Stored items
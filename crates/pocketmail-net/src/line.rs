//! Buffered line I/O shared by the IMAP, POP3 and SMTP clients.
//!
//! All three protocols exchange CRLF-terminated lines. This module reads
//! one line at a time (accepting a bare LF as well), writes command lines
//! with the terminator appended and keeps exact byte counters for progress
//! reporting.

#![allow(clippy::missing_errors_doc)]

use bytes::BytesMut;
use tokio::io::{
    AsyncBufReadExt, AsyncRead, AsyncReadExt, AsyncWrite, AsyncWriteExt, BufReader,
};
use tracing::trace;

use crate::stream::TlsUpgrade;
use crate::{Error, Result};

/// Default buffer size for reading and writing.
const DEFAULT_BUFFER_SIZE: usize = 8192;

/// Maximum line length to prevent memory exhaustion.
pub const MAX_LINE_LENGTH: usize = 1024 * 1024; // 1 MB

/// A line-oriented connection to a mail server.
pub struct LineConnection<S> {
    reader: BufReader<S>,
    write_buffer: BytesMut,
    bytes_received: u64,
    bytes_sent: u64,
}

impl<S> LineConnection<S>
where
    S: AsyncRead + AsyncWrite + Unpin,
{
    /// Wraps an already-connected stream.
    pub fn new(stream: S) -> Self {
        Self {
            reader: BufReader::with_capacity(DEFAULT_BUFFER_SIZE, stream),
            write_buffer: BytesMut::with_capacity(DEFAULT_BUFFER_SIZE),
            bytes_received: 0,
            bytes_sent: 0,
        }
    }

    /// Writes one command line followed by CRLF and flushes.
    pub async fn send(&mut self, line: &str) -> Result<()> {
        self.write_buffer.clear();
        self.write_buffer.extend_from_slice(line.as_bytes());
        self.write_buffer.extend_from_slice(b"\r\n");

        let stream = self.reader.get_mut();
        stream.write_all(&self.write_buffer).await?;
        stream.flush().await?;

        self.bytes_sent += self.write_buffer.len() as u64;
        trace!(bytes = self.write_buffer.len(), "sent line");
        Ok(())
    }

    /// Writes raw bytes without adding a terminator.
    pub async fn send_raw(&mut self, data: &[u8]) -> Result<()> {
        let stream = self.reader.get_mut();
        stream.write_all(data).await?;
        stream.flush().await?;

        self.bytes_sent += data.len() as u64;
        trace!(bytes = data.len(), "sent raw data");
        Ok(())
    }

    /// Reads one line and returns it without its terminator.
    ///
    /// Invalid UTF-8 is replaced rather than rejected; servers routinely
    /// send 8-bit header bytes.
    pub async fn receive(&mut self) -> Result<String> {
        let line = self.receive_bytes().await?;
        Ok(String::from_utf8_lossy(&line).into_owned())
    }

    /// Reads one line as raw bytes, without its terminator.
    pub async fn receive_bytes(&mut self) -> Result<Vec<u8>> {
        let mut line = Vec::new();

        loop {
            let buf = self.reader.fill_buf().await?;
            if buf.is_empty() {
                return Err(Error::Closed);
            }

            if let Some(pos) = buf.iter().position(|&b| b == b'\n') {
                line.extend_from_slice(&buf[..=pos]);
                self.reader.consume(pos + 1);
                break;
            }

            let len = buf.len();
            line.extend_from_slice(buf);
            self.reader.consume(len);

            if line.len() > MAX_LINE_LENGTH {
                return Err(Error::LineTooLong(MAX_LINE_LENGTH));
            }
        }

        self.bytes_received += line.len() as u64;

        line.pop();
        if line.last() == Some(&b'\r') {
            line.pop();
        }
        Ok(line)
    }

    /// Reads exactly `len` bytes, used for IMAP literals.
    pub async fn read_exact(&mut self, len: usize) -> Result<Vec<u8>> {
        let mut data = vec![0u8; len];
        self.reader.read_exact(&mut data).await.map_err(|e| {
            if e.kind() == std::io::ErrorKind::UnexpectedEof {
                Error::Closed
            } else {
                Error::Io(e)
            }
        })?;
        self.bytes_received += len as u64;
        Ok(data)
    }

    /// Waits until unread data is available, without consuming it.
    ///
    /// Cancel-safe, so it can be raced against a timer before a
    /// [`receive`](Self::receive). Returns [`Error::Closed`] at EOF.
    pub async fn wait_readable(&mut self) -> Result<()> {
        if self.reader.fill_buf().await?.is_empty() {
            return Err(Error::Closed);
        }
        Ok(())
    }

    /// Total bytes consumed by reads, terminators included.
    #[must_use]
    pub const fn bytes_received(&self) -> u64 {
        self.bytes_received
    }

    /// Total bytes written.
    #[must_use]
    pub const fn bytes_sent(&self) -> u64 {
        self.bytes_sent
    }

    /// Number of bytes read from the socket but not yet consumed.
    #[must_use]
    pub fn buffered(&self) -> usize {
        self.reader.buffer().len()
    }

    /// Gets a reference to the underlying stream.
    pub fn get_ref(&self) -> &S {
        self.reader.get_ref()
    }

    /// Closes the write half of the connection.
    pub async fn shutdown(&mut self) -> Result<()> {
        self.reader.get_mut().shutdown().await?;
        Ok(())
    }
}

impl<S: TlsUpgrade> LineConnection<S> {
    /// Re-wraps the plaintext stream in TLS.
    ///
    /// Must be called right after the server accepted STARTTLS/STLS. If
    /// the server already sent bytes past that reply they would belong to
    /// the plaintext session, so the upgrade fails with
    /// [`Error::BufferedResidue`] instead of discarding them.
    pub async fn start_tls(self, host: &str) -> Result<Self> {
        let residue = self.buffered();
        if residue > 0 {
            return Err(Error::BufferedResidue(residue));
        }

        let Self {
            reader,
            write_buffer,
            bytes_received,
            bytes_sent,
        } = self;

        let stream = reader.into_inner().upgrade(host).await?;

        Ok(Self {
            reader: BufReader::with_capacity(DEFAULT_BUFFER_SIZE, stream),
            write_buffer,
            bytes_received,
            bytes_sent,
        })
    }

    /// Returns true if the connection is TLS-encrypted.
    pub fn is_tls(&self) -> bool {
        self.reader.get_ref().is_tls()
    }
}

#[cfg(test)]
#[allow(clippy::unwrap_used, clippy::similar_names)]
mod tests {
    use tokio_test::io::Builder;

    use super::*;
    use crate::testing::ScriptedStream;

    #[tokio::test]
    async fn test_receive_strips_terminators() {
        let mock = Builder::new().read(b"+OK one\r\n-ERR two\n").build();
        let mut conn = LineConnection::new(mock);

        assert_eq!(conn.receive().await.unwrap(), "+OK one");
        assert_eq!(conn.receive().await.unwrap(), "-ERR two");
    }

    #[tokio::test]
    async fn test_bytes_received_counts_terminators() {
        let mock = Builder::new().read(b"* OK ready\r\n").read(b"x\n").build();
        let mut conn = LineConnection::new(mock);

        conn.receive().await.unwrap();
        assert_eq!(conn.bytes_received(), 12);
        conn.receive().await.unwrap();
        assert_eq!(conn.bytes_received(), 14);
    }

    #[tokio::test]
    async fn test_line_split_across_reads() {
        let mock = Builder::new().read(b"250-mail.exa").read(b"mple.com\r\n").build();
        let mut conn = LineConnection::new(mock);

        assert_eq!(conn.receive().await.unwrap(), "250-mail.example.com");
        assert_eq!(conn.bytes_received(), 22);
    }

    #[tokio::test]
    async fn test_send_appends_crlf() {
        let mock = Builder::new().write(b"NOOP\r\n").build();
        let mut conn = LineConnection::new(mock);

        conn.send("NOOP").await.unwrap();
        assert_eq!(conn.bytes_sent(), 6);
    }

    #[tokio::test]
    async fn test_eof_is_closed() {
        let mock = Builder::new().read(b"partial").build();
        let mut conn = LineConnection::new(mock);

        assert!(matches!(conn.receive().await, Err(Error::Closed)));
    }

    #[tokio::test(start_paused = true)]
    async fn test_wait_readable_survives_timeout() {
        let mock = Builder::new()
            .wait(std::time::Duration::from_secs(5))
            .read(b"* 4 EXISTS\r\n")
            .build();
        let mut conn = LineConnection::new(mock);

        let early =
            tokio::time::timeout(std::time::Duration::from_secs(1), conn.wait_readable()).await;
        assert!(early.is_err());

        conn.wait_readable().await.unwrap();
        assert_eq!(conn.receive().await.unwrap(), "* 4 EXISTS");
    }

    #[tokio::test]
    async fn test_read_exact_literal() {
        let mock = Builder::new().read(b"hello world)\r\n").build();
        let mut conn = LineConnection::new(mock);

        assert_eq!(conn.read_exact(11).await.unwrap(), b"hello world");
        assert_eq!(conn.receive().await.unwrap(), ")");
        assert_eq!(conn.bytes_received(), 14);
    }

    #[tokio::test]
    async fn test_start_tls_upgrades() {
        let (stream, log) = ScriptedStream::new(
            Builder::new()
                .read(b"+OK begin TLS\r\n")
                .write(b"CAPA\r\n")
                .build(),
        );
        let mut conn = LineConnection::new(stream);

        conn.receive().await.unwrap();
        let mut conn = conn.start_tls("pop.example.com").await.unwrap();
        assert!(conn.is_tls());
        assert_eq!(conn.bytes_received(), 15);

        conn.send("CAPA").await.unwrap();
        assert_eq!(log.writes(), vec![(true, b"CAPA\r\n".to_vec())]);
    }

    #[tokio::test]
    async fn test_start_tls_rejects_buffered_residue() {
        let (stream, _log) = ScriptedStream::new(
            Builder::new()
                .read(b"220 go ahead\r\n250 injected\r\n")
                .build(),
        );
        let mut conn = LineConnection::new(stream);

        conn.receive().await.unwrap();
        let err = conn.start_tls("smtp.example.com").await.err().unwrap();
        assert!(matches!(err, Error::BufferedResidue(14)));
    }
}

--- EXERCISE DIRECTIONS ---
Within the data above, find the lines that contain the word "AsyncWrite" and copy each of them.

--- SOLUTION ---
    AsyncBufReadExt, AsyncRead, AsyncReadExt, AsyncWrite, AsyncWriteExt, BufReader,
    S: AsyncRead + AsyncWrite + Unpin,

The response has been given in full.